TRY IT:
Could you filter the records below and keep only the lines with the word "HealthMonitor"?

DATA EXTRACT:
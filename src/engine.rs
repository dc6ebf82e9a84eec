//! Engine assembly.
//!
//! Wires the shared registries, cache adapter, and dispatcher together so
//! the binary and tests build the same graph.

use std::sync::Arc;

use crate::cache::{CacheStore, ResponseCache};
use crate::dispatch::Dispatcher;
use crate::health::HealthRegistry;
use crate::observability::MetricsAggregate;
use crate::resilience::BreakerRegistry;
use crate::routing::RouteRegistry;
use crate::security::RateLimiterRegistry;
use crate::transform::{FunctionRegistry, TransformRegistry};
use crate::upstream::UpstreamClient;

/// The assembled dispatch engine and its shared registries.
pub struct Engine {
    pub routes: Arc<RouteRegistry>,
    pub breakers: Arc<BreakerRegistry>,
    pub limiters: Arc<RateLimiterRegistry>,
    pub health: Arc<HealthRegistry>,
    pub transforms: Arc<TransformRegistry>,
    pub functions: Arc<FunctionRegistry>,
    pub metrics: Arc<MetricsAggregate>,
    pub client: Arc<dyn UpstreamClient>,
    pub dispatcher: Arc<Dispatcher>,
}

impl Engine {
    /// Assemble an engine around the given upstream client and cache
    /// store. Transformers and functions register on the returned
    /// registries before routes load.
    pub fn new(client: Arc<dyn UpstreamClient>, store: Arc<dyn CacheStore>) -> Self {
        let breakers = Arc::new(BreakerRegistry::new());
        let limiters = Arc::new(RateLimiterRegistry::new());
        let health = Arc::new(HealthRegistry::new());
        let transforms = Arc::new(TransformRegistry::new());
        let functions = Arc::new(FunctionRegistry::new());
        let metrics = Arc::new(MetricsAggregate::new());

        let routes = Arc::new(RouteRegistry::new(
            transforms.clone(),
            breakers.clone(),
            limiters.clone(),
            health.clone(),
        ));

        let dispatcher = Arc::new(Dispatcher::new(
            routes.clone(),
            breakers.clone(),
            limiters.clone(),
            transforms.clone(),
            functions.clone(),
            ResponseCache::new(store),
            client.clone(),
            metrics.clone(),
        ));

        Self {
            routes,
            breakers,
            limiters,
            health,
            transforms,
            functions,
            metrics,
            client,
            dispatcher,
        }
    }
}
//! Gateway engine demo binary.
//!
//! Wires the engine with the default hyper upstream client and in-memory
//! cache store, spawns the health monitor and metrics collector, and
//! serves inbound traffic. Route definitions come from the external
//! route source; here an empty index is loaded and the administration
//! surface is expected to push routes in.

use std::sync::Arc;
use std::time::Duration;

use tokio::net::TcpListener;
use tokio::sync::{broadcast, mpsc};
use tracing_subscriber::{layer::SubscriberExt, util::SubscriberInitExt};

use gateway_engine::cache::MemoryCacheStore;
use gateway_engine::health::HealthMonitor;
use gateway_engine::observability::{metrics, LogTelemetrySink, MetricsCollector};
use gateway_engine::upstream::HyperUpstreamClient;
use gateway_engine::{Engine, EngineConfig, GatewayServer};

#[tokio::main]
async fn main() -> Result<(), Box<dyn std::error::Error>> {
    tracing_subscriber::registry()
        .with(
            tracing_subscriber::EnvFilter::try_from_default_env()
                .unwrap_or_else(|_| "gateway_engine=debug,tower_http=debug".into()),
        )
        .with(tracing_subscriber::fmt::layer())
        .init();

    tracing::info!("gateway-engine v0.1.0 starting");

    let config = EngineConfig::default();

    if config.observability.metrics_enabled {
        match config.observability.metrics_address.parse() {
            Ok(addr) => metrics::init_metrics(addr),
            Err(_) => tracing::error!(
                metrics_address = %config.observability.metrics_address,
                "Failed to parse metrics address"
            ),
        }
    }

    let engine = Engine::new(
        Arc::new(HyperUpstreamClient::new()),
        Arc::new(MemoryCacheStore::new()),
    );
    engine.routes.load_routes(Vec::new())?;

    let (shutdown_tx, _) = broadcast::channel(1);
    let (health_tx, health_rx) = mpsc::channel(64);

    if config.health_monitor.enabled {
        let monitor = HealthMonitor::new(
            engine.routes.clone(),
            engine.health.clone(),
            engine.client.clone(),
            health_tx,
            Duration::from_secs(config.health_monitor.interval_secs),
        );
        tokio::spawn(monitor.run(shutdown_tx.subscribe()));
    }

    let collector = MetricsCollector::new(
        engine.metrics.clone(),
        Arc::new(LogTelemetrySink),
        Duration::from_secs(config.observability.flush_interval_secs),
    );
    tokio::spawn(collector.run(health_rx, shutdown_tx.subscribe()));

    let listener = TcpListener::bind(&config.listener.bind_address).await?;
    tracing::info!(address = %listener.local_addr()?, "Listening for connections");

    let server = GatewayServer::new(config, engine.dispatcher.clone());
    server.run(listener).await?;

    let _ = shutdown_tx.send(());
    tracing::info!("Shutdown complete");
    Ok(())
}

RESPONSE BELOW:
use gateway_engine::health::HealthMonitor;
        let monitor = HealthMonitor::new(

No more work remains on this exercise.